If "Dark Ages" is a dubious term to use historically, shouldn't "Classical" be too?

by LorenzoApophis

Both imply a value judgment of a vast and diverse period, but it seems only one is opposed for being negative, while the positive goes unremarked. I know the meaning of "classic" originates from antiquity - but doesn't referring to the whole period as classical, rather than specific works of art or literature from it, likewise generalize a huge timeframe and imply ancient Greece and Rome in particular are superior to other cultures and periods?

BarbariansProf

"Classical," as a historical term, absolutely encodes a judgment not just about the value of ancient Greek and Roman cultures but about the value of specific periods within the history of those cultures. The same can be said for other periodizing terms such as "Archaic" (implying inferiority to the following period) and "Hellenistic" (implying a culture that was Greek-like but not really Greek). These judgments have a long history behind them. Their roots can be traced as far back as Roman reactions to Greek literature, art, and philosophy, but our modern terminology draws much of its force from western European elite ideologies of the eighteenth and nineteenth centuries which chose to idolize certain aspects of ancient Greek and Roman history.
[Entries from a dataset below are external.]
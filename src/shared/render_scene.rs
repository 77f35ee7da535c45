//! Render-Szene als expliziter Übergabevertrag zwischen App und Kartenansicht.
//!
//! Lebt im shared-Modul, da `app` sie baut und `ui` sie konsumiert.

use super::options::EditorOptions;
use crate::core::{GeoBounds, GeoPoint, MapCamera, Measurement, PositionMark, ZoneType};

/// Live-Vorschau einer laufenden Geste.
#[derive(Debug, Clone, Copy, PartialEq)]
pub enum Overlay {
    /// Rechteck beim Aufziehen einer Zone
    Rectangle(GeoBounds),
    /// Strecke beim Messen
    Line { from: GeoPoint, to: GeoPoint },
}

/// Darstellungsvariante einer Zone.
#[derive(Debug, Clone, Copy, PartialEq, Eq)]
pub enum ZoneStyle {
    /// Selektierte Zone (hervorgehoben)
    Selected,
    /// Inaktive Zone (gedämpft)
    Inactive,
    /// Auto-Group: nur Umriss, keine Füllung
    GroupOutline,
    Normal,
}

impl ZoneStyle {
    /// Wählt den Stil. Reihenfolge: selektiert, inaktiv, Auto-Group, normal.
    pub fn classify(selected: bool, active: bool, zone_type: ZoneType) -> Self {
        if selected {
            ZoneStyle::Selected
        } else if !active {
            ZoneStyle::Inactive
        } else if zone_type == ZoneType::AutoGroup {
            ZoneStyle::GroupOutline
        } else {
            ZoneStyle::Normal
        }
    }

    /// Umrissfarbe aus den Optionen.
    pub fn stroke_color(&self, options: &EditorOptions) -> [f32; 4] {
        match self {
            ZoneStyle::Selected => options.zone_color_selected,
            ZoneStyle::Inactive => options.zone_color_inactive,
            ZoneStyle::GroupOutline => options.zone_color_auto_group,
            ZoneStyle::Normal => options.zone_color_default,
        }
    }

    /// Füllfarbe (None = nur Umriss).
    pub fn fill_color(&self, options: &EditorOptions) -> Option<[f32; 4]> {
        if *self == ZoneStyle::GroupOutline {
            return None;
        }
        let [r, g, b, _] = self.stroke_color(options);
        Some([r, g, b, options.zone_fill_opacity])
    }
}

/// Eine darzustellende Zone aus der expandierten Sicht.
#[derive(Debug, Clone, PartialEq)]
pub struct ZoneShape {
    pub id: String,
    pub name: String,
    pub bounds: GeoBounds,
    pub style: ZoneStyle,
}

/// Read-only Daten für einen Render-Frame.
#[derive(Debug, Clone)]
pub struct RenderScene {
    /// Zonen inklusive Auto-Group-Unterzonen, selektierte zuletzt
    pub zones: Vec<ZoneShape>,
    /// Positions-Marker
    pub marks: Vec<PositionMark>,
    /// Selektierter Marker
    pub selected_mark_id: Option<String>,
    /// Abgeschlossene Messungen
    pub measurements: Vec<Measurement>,
    /// Hervorgehobene Messung
    pub selected_measurement_id: Option<String>,
    /// Live-Vorschau der aktiven Geste
    pub overlay: Option<Overlay>,
    /// Kamera-Zustand für diesen Frame
    pub camera: MapCamera,
    /// Viewport-Größe in Pixeln [Breite, Höhe]
    pub viewport_size: [f32; 2],
    /// Laufzeit-Optionen für Farben und Größen
    pub options: EditorOptions,
}

impl RenderScene {
    /// Gibt zurück, ob überhaupt etwas zu zeichnen ist.
    pub fn is_empty(&self) -> bool {
        self.zones.is_empty()
            && self.marks.is_empty()
            && self.measurements.is_empty()
            && self.overlay.is_none()
    }
}
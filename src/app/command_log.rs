//! Begrenztes Protokoll der ausgeführten Commands (Diagnose und Tests).

use super::AppCommand;

/// Speichert ausgeführte Commands in Reihenfolge.
#[derive(Debug, Default)]
pub struct CommandLog {
    entries: Vec<AppCommand>,
}

impl CommandLog {
    const MAX_ENTRIES: usize = 1000;

    /// Erstellt ein leeres Command-Log.
    pub fn new() -> Self {
        Self {
            entries: Vec::new(),
        }
    }

    /// Fügt einen ausgeführten Command hinzu.
    /// Begrenzt auf MAX_ENTRIES, ältere Einträge werden verworfen.
    ///
    /// Zeigerbewegungen werden nicht protokolliert, sie würden das Log fluten.
    pub fn record(&mut self, command: &AppCommand) {
        if matches!(command, AppCommand::GestureMove { .. }) {
            return;
        }
        if self.entries.len() >= Self::MAX_ENTRIES {
            self.entries.drain(..Self::MAX_ENTRIES / 2);
        }
        self.entries.push(command.clone());
    }

    /// Gibt die Anzahl der geloggten Commands zurück.
    pub fn len(&self) -> usize {
        self.entries.len()
    }

    /// Gibt `true` zurück, wenn keine Commands vorhanden sind.
    pub fn is_empty(&self) -> bool {
        self.entries.is_empty()
    }

    /// Liefert eine read-only Sicht auf alle Einträge.
    pub fn entries(&self) -> &[AppCommand] {
        &self.entries
    }
}
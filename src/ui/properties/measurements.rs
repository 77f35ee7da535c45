//! Liste abgeschlossener Messungen.

use crate::app::{AppIntent, AppState};

pub(super) fn render_measurements_section(
    ui: &mut egui::Ui,
    state: &AppState,
    events: &mut Vec<AppIntent>,
) {
    if state.measurements.is_empty() {
        ui.label("Press M and drag on the map to measure");
        return;
    }

    let selected_id = state.measurements.selected_id.as_deref();
    for measurement in state.measurements.measurements() {
        let is_selected = selected_id == Some(measurement.id.as_str());
        let text = format!("{}: {}", measurement.name, measurement.distance_label());
        if ui.selectable_label(is_selected, text).clicked() {
            let measurement_id = if is_selected {
                None
            } else {
                Some(measurement.id.clone())
            };
            events.push(AppIntent::MeasurementSelected { measurement_id });
        }
    }
}
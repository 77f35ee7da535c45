//! Zone Map Editor Library.
//! Core-Funktionalität als Library exportiert für Tests und Wiederverwendung.

pub mod app;
pub mod backend;
pub mod core;
pub mod render;
pub mod shared;
pub mod ui;

pub use app::{AppCommand, AppController, AppIntent, AppState, InteractionMode, UiState, ViewState};
pub use backend::{BackendWorker, HttpZoneBackend, ZoneBackend};
pub use core::{
    expand_zones, CameraCommand, GeoBounds, GeoPoint, MapCamera, Measurement, PositionMark, Zone,
    ZoneRecord, ZoneType,
};
pub use shared::{EditorOptions, RenderScene};
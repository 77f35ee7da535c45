//! Handler für Positions-Marker.

use crate::app::use_cases;
use crate::app::AppState;

/// Selektiert einen Marker.
pub fn select(state: &mut AppState, mark_id: Option<String>) {
    use_cases::positions::select(state, mark_id);
}

/// Schaltet das Formular eines Markers frei oder sperrt es.
pub fn set_editing(state: &mut AppState, mark_id: &str, editing: bool) {
    use_cases::positions::set_editing(state, mark_id, editing);
}

/// Speichert Name und Koordinaten.
pub fn edit(
    state: &mut AppState,
    mark_id: &str,
    name: &str,
    lat: f64,
    lon: f64,
) -> anyhow::Result<()> {
    use_cases::positions::edit(state, mark_id, name, lat, lon)
}

/// Verwirft Formular-Änderungen.
pub fn cancel_edit(state: &mut AppState, mark_id: &str) {
    use_cases::positions::cancel_edit(state, mark_id);
}

/// Entfernt einen Marker.
pub fn delete(state: &mut AppState, mark_id: &str) {
    use_cases::positions::delete(state, mark_id);
}

/// Selektiert einen Marker und merkt das Anfahren vor.
pub fn localize(state: &mut AppState, mark_id: String) {
    use_cases::positions::localize(state, mark_id);
}
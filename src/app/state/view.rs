use crate::core::{CameraCommand, GeoPoint, MapCamera};
use glam::DVec2;

use super::InteractionMode;

/// Native Karten-Interaktionen, die ein Erstellungsmodus aussetzt.
#[derive(Debug, Clone, Copy, PartialEq, Eq)]
pub struct NativeInteractions {
    /// Karte mit der Maus verschieben
    pub dragging: bool,
    /// Mausrad-Zoom
    pub scroll_zoom: bool,
    /// Zoom per Doppelklick
    pub double_click_zoom: bool,
}

impl NativeInteractions {
    /// Alle Interaktionen aktiv.
    pub const ENABLED: Self = Self {
        dragging: true,
        scroll_zoom: true,
        double_click_zoom: true,
    };

    /// Alle Interaktionen ausgesetzt.
    pub const SUSPENDED: Self = Self {
        dragging: false,
        scroll_zoom: false,
        double_click_zoom: false,
    };

    /// Zustand, der zu einem Modus gehört: ausgesetzt genau dann, wenn nicht `Idle`.
    pub fn for_mode(mode: InteractionMode) -> Self {
        if mode.is_idle() {
            Self::ENABLED
        } else {
            Self::SUSPENDED
        }
    }

    /// `true`, wenn alle drei Interaktionen aktiv sind.
    pub fn all_enabled(&self) -> bool {
        *self == Self::ENABLED
    }
}

impl Default for NativeInteractions {
    fn default() -> Self {
        Self::ENABLED
    }
}

/// View-bezogener Anwendungszustand
#[derive(Debug, Default)]
pub struct ViewState {
    /// Karten-Kamera
    pub camera: MapCamera,
    /// Aktuelle Viewport-Größe in Pixel
    pub viewport_size: [f32; 2],
    /// Freigegebene native Interaktionen
    pub native: NativeInteractions,
    /// Zuletzt ausgeführter Kamera-Befehl
    pub last_camera_command: Option<CameraCommand>,
    /// Anzahl ausgeführter Kamera-Befehle seit Start
    pub camera_command_count: u64,
}

impl ViewState {
    /// Erstellt den View-Zustand mit Startausschnitt.
    pub fn new(center: GeoPoint, zoom: f64) -> Self {
        Self {
            camera: MapCamera::new(center, zoom),
            viewport_size: [0.0, 0.0],
            native: NativeInteractions::ENABLED,
            last_camera_command: None,
            camera_command_count: 0,
        }
    }

    /// Viewport-Größe als `DVec2` für Kamera-Berechnungen.
    pub fn viewport(&self) -> DVec2 {
        DVec2::new(self.viewport_size[0] as f64, self.viewport_size[1] as f64)
    }

    /// Führt einen Kamera-Befehl aus und merkt ihn sich.
    pub fn issue_camera_command(&mut self, command: CameraCommand) {
        let viewport = self.viewport();
        self.camera.apply(&command, viewport);
        self.last_camera_command = Some(command);
        self.camera_command_count = self.camera_command_count.saturating_add(1);
    }
}
//! Zeitbasierte ID-Vergabe für clientseitige Objekte.

use std::time::{SystemTime, UNIX_EPOCH};

/// Vergibt IDs aus dem Unix-Zeitstempel in Millisekunden.
///
/// Innerhalb derselben Millisekunde wird hochgezählt, die IDs bleiben
/// dadurch streng monoton und eindeutig.
#[derive(Debug, Default)]
pub struct TimeIdGenerator {
    last: u128,
}

impl TimeIdGenerator {
    /// Erstellt einen neuen Generator.
    pub fn new() -> Self {
        Self { last: 0 }
    }

    /// Nächste eindeutige ID.
    pub fn next_id(&mut self) -> String {
        let now = SystemTime::now()
            .duration_since(UNIX_EPOCH)
            .map(|d| d.as_millis())
            .unwrap_or_default();
        self.last = now.max(self.last + 1);
        self.last.to_string()
    }
}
There is a movement among historians, archaeologists, art historians, and others who study the cultures of the ancient Mediterranean to move the field away from terms like "Classical" and "Classics." There is, however, a strong institutional inertia in favor of retaining "Classical" and related terms which makes changing this term harder than discarding "Dark Ages."

Some of this inertia comes from simple familiarity: there is several centuries worth of scholarship that uses this terminology for periodization, and "Classics" is even the conventional name for the study of ancient Greek and Latin languages and literature. (There weren't Departments of Dark Age Studies in universities around the globe that had to get new letterhead.) Some of it comes from the lingering effects of the eighteenth- and nineteenth-century's hero worship of select elements, moments, and figures from Greek and Roman history (what I have elsewhere called the Victorian hangover). Some of it stems from the fact that, as you rightly note, it's harder to find the urgency behind changing a term that sounds positive, like "Classical," than one that sounds negative, like "Dark Ages."

The biggest obstacle to a change in terminology, though, is that the movement to rename elements of the discipline is not just about a change of terminology, but a rethinking of our approach to the ancient Mediterranean as a whole. When we say that we shouldn't talk about ancient Greece and Rome as "Classical" civilizations or that their literature should not be grouped under the title of "Classics," we're saying that we should not privilege the history and culture of ancient Greece and Rome above other histories but rather see them as part of a rich, complex, and interconnected ancient Mediterranean world. That shift is more than a change of terms but a challenge to generations of thought and scholarship, which is a hard thing to do.